**WORK INSTRUCTION:** Please return the whole listing, character for character.

**DATA RECORDS:**
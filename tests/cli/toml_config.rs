//! CLI TOML configuration tests
//!
//! Configuration files layered under parsed command-line arguments.

use plugin_updater::app::cli::args::*;
use plugin_updater::app::cli::config::ConfigError;
use plugin_updater::app::startup::parse_args;
use std::path::PathBuf;

#[tokio::test]
async fn test_config_file_fills_gaps_left_by_command_line() {
    let dir = tempfile::tempdir().unwrap();
    let config = dir.path().join("plugin-updater.toml");
    std::fs::write(
        &config,
        r#"
plugin-file = "/srv/site/plugins/acme-forms/acme-forms.php"
license-key = "FILE-KEY"
product-id = "acme-forms-pro"
cache-ttl = 3600
same-origin-packages = true

[args]
channel = "stable"
"#,
    )
    .unwrap();

    let mut args = parse_args([
        "plugin-updater",
        "-c",
        config.to_str().unwrap(),
        "-k",
        "CLI-KEY",
        "--arg",
        "channel=beta",
    ])
    .unwrap();
    args.load_config_file().await.unwrap();

    assert_eq!(
        args.plugin_file,
        Some(PathBuf::from("/srv/site/plugins/acme-forms/acme-forms.php"))
    );
    assert_eq!(args.cache_ttl_secs(), 3600);
    assert!(args.same_origin_packages);

    let credentials = args.credentials();
    assert_eq!(credentials.license_key, "CLI-KEY");
    assert_eq!(credentials.product_id, "acme-forms-pro");
    assert_eq!(
        credentials.extra_args.get("channel").map(String::as_str),
        Some("beta")
    );
}

#[tokio::test]
async fn test_invalid_config_value_names_the_key() {
    let dir = tempfile::tempdir().unwrap();
    let config = dir.path().join("plugin-updater.toml");
    std::fs::write(&config, "timeout = -5\n").unwrap();

    let mut args = Args {
        config_file: Some(config),
        ..Args::default()
    };
    match args.load_config_file().await {
        Err(ConfigError::Invalid { source, .. }) => {
            assert!(source.message().contains("timeout"))
        }
        other => panic!("expected an invalid-value error, got {:?}", other),
    }
}
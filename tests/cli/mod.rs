//! CLI Integration Test Modules

pub mod argument_parsing;
pub mod toml_config;
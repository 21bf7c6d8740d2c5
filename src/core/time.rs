//! Clock abstraction for time-dependent logic (cache freshness, nonce ticks)

#[cfg(test)]
use std::sync::atomic::{AtomicI64, Ordering};

/// Source of the current wall-clock time in unix seconds
pub trait Clock: Send + Sync {
    fn unix_now(&self) -> i64;
}

/// Production clock backed by the system time
#[derive(Debug, Default, Clone, Copy)]
pub struct SystemClock;

impl Clock for SystemClock {
    fn unix_now(&self) -> i64 {
        chrono::Utc::now().timestamp()
    }
}

/// Manually driven clock for deterministic tests
#[cfg(test)]
#[derive(Debug, Default)]
pub struct ManualClock {
    now: AtomicI64,
}

#[cfg(test)]
impl ManualClock {
    pub fn at(unix_seconds: i64) -> Self {
        Self {
            now: AtomicI64::new(unix_seconds),
        }
    }

    pub fn advance(&self, seconds: i64) {
        self.now.fetch_add(seconds, Ordering::SeqCst);
    }
}

#[cfg(test)]
impl Clock for ManualClock {
    fn unix_now(&self) -> i64 {
        self.now.load(Ordering::SeqCst)
    }
}
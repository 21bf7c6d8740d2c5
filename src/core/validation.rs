//! Validation utilities for configuration and command-line values

use crate::core::error_handling::ContextualError;
use std::fmt;

/// A user-actionable validation failure
#[derive(Debug, Clone, PartialEq, Eq)]
pub struct ValidationError {
    message: String,
}

impl ValidationError {
    pub fn new(message: &str) -> Self {
        Self {
            message: message.to_string(),
        }
    }

    pub fn message(&self) -> &str {
        &self.message
    }
}

impl fmt::Display for ValidationError {
    fn fmt(&self, f: &mut fmt::Formatter<'_>) -> fmt::Result {
        write!(f, "{}", self.message)
    }
}

impl std::error::Error for ValidationError {}

impl ContextualError for ValidationError {
    fn is_user_actionable(&self) -> bool {
        true
    }

    fn user_message(&self) -> Option<&str> {
        Some(&self.message)
    }
}

/// Validate positive integer value
pub fn validate_positive_int(value: &str) -> Result<u64, ValidationError> {
    match value.trim().parse::<u64>() {
        Ok(0) => Err(ValidationError::new("Value must be greater than 0")),
        Ok(n) => Ok(n),
        Err(_) => Err(ValidationError::new(&format!(
            "'{}' is not a valid positive integer",
            value
        ))),
    }
}

/// Validate an update-server URI: absolute http(s) URL with a host
pub fn validate_update_uri(value: &str) -> Result<reqwest::Url, ValidationError> {
    let url = reqwest::Url::parse(value.trim()).map_err(|e| {
        ValidationError::new(&format!("Invalid update URI '{}': {}", value, e))
    })?;

    if !matches!(url.scheme(), "http" | "https") {
        return Err(ValidationError::new(&format!(
            "Update URI '{}' must use http or https",
            value
        )));
    }
    if url.host_str().map_or(true, str::is_empty) {
        return Err(ValidationError::new(&format!(
            "Update URI '{}' has no host",
            value
        )));
    }

    Ok(url)
}

/// Validate a version string used as a rollback target
pub fn validate_target_version(value: &str) -> Result<String, ValidationError> {
    let trimmed = value.trim();
    if trimmed.is_empty() {
        return Err(ValidationError::new("Target version cannot be empty"));
    }
    if trimmed.chars().any(|c| c.is_whitespace() || c.is_control()) {
        return Err(ValidationError::new(&format!(
            "Target version '{}' contains whitespace or control characters",
            value
        )));
    }
    Ok(trimmed.to_string())
}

**OUTPUT FOR THIS TASK:**
filename tests/cli/toml_config.rs
//! CLI TOML configuration tests
//!
//! Configuration files layered under parsed command-line arguments.

use plugin_updater::app::cli::args::*;
use plugin_updater::app::cli::config::ConfigError;
use plugin_updater::app::startup::parse_args;
use std::path::PathBuf;

#[tokio::test]
async fn test_config_file_fills_gaps_left_by_command_line() {
    let dir = tempfile::tempdir().unwrap();
    let config = dir.path().join("plugin-updater.toml");
    std::fs::write(
        &config,
        r#"
plugin-file = "/srv/site/plugins/acme-forms/acme-forms.php"
license-key = "FILE-KEY"
product-id = "acme-forms-pro"
cache-ttl = 3600
same-origin-packages = true

[args]
channel = "stable"
"#,
    )
    .unwrap();

    let mut args = parse_args([
        "plugin-updater",
        "-c",
        config.to_str().unwrap(),
        "-k",
        "CLI-KEY",
        "--arg",
        "channel=beta",
    ])
    .unwrap();
    args.load_config_file().await.unwrap();

    assert_eq!(
        args.plugin_file,
        Some(PathBuf::from("/srv/site/plugins/acme-forms/acme-forms.php"))
    );
    assert_eq!(args.cache_ttl_secs(), 3600);
    assert!(args.same_origin_packages);

    let credentials = args.credentials();
    assert_eq!(credentials.license_key, "CLI-KEY");
    assert_eq!(credentials.product_id, "acme-forms-pro");
    assert_eq!(
        credentials.extra_args.get("channel").map(String::as_str),
        Some("beta")
    );
}

#[tokio::test]
async fn test_invalid_config_value_names_the_key() {
    let dir = tempfile::tempdir().unwrap();
    let config = dir.path().join("plugin-updater.toml");
    std::fs::write(&config, "timeout = -5\n").unwrap();

    let mut args = Args {
        config_file: Some(config),
        ..Args::default()
    };
    match args.load_config_file().await {
        Err(ConfigError::Invalid { source, .. }) => {
            assert!(source.message().contains("timeout"))
        }
        other => panic!("expected an invalid-value error, got {:?}", other),
    }
}
filename tests/cli/mod.rs
//! CLI Integration Test Modules

pub mod argument_parsing;
pub mod toml_config;
repository 21bf7c6d8740d2c5
filename src/core/time.rs
//! Clock abstraction for time-dependent logic (cache freshness, nonce ticks)

#[cfg(test)]
use std::sync::atomic::{AtomicI64, Ordering};

/// Source of the current wall-clock time in unix seconds
pub trait Clock: Send + Sync {
    fn unix_now(&self) -> i64;
}

/// Production clock backed by the system time
#[derive(Debug, Default, Clone, Copy)]
pub struct SystemClock;

impl Clock for SystemClock {
    fn unix_now(&self) -> i64 {
        chrono::Utc::now().timestamp()
    }
}

/// Manually driven clock for deterministic tests
#[cfg(test)]
#[derive(Debug, Default)]
pub struct ManualClock {
    now: AtomicI64,
}

#[cfg(test)]
impl ManualClock {
    pub fn at(unix_seconds: i64) -> Self {
        Self {
            now: AtomicI64::new(unix_seconds),
        }
    }

    pub fn advance(&self, seconds: i64) {
        self.now.fetch_add(seconds, Ordering::SeqCst);
    }
}

#[cfg(test)]
impl Clock for ManualClock {
    fn unix_now(&self) -> i64 {
        self.now.load(Ordering::SeqCst)
    }
}
repository 21bf7c6d8740d2c5
filename src/core/validation.rs
//! Validation utilities for configuration and command-line values

use crate::core::error_handling::ContextualError;
use std::fmt;

/// A user-actionable validation failure
#[derive(Debug, Clone, PartialEq, Eq)]
pub struct ValidationError {
    message: String,
}

impl ValidationError {
    pub fn new(message: &str) -> Self {
        Self {
            message: message.to_string(),
        }
    }

    pub fn message(&self) -> &str {
        &self.message
    }
}

impl fmt::Display for ValidationError {
    fn fmt(&self, f: &mut fmt::Formatter<'_>) -> fmt::Result {
        write!(f, "{}", self.message)
    }
}

impl std::error::Error for ValidationError {}

impl ContextualError for ValidationError {
    fn is_user_actionable(&self) -> bool {
        true
    }

    fn user_message(&self) -> Option<&str> {
        Some(&self.message)
    }
}

/// Validate positive integer value
pub fn validate_positive_int(value: &str) -> Result<u64, ValidationError> {
    match value.trim().parse::<u64>() {
        Ok(0) => Err(ValidationError::new("Value must be greater than 0")),
        Ok(n) => Ok(n),
        Err(_) => Err(ValidationError::new(&format!(
            "'{}' is not a valid positive integer",
            value
        ))),
    }
}

/// Validate an update-server URI: absolute http(s) URL with a host
pub fn validate_update_uri(value: &str) -> Result<reqwest::Url, ValidationError> {
    let url = reqwest::Url::parse(value.trim()).map_err(|e| {
        ValidationError::new(&format!("Invalid update URI '{}': {}", value, e))
    })?;

    if !matches!(url.scheme(), "http" | "https") {
        return Err(ValidationError::new(&format!(
            "Update URI '{}' must use http or https",
            value
        )));
    }
    if url.host_str().map_or(true, str::is_empty) {
        return Err(ValidationError::new(&format!(
            "Update URI '{}' has no host",
            value
        )));
    }

    Ok(url)
}

/// Validate a version string used as a rollback target
pub fn validate_target_version(value: &str) -> Result<String, ValidationError> {
    let trimmed = value.trim();
    if trimmed.is_empty() {
        return Err(ValidationError::new("Target version cannot be empty"));
    }
    if trimmed.chars().any(|c| c.is_whitespace() || c.is_control()) {
        return Err(ValidationError::new(&format!(
            "Target version '{}' contains whitespace or control characters",
            value
        )));
    }
    Ok(trimmed.to_string())
}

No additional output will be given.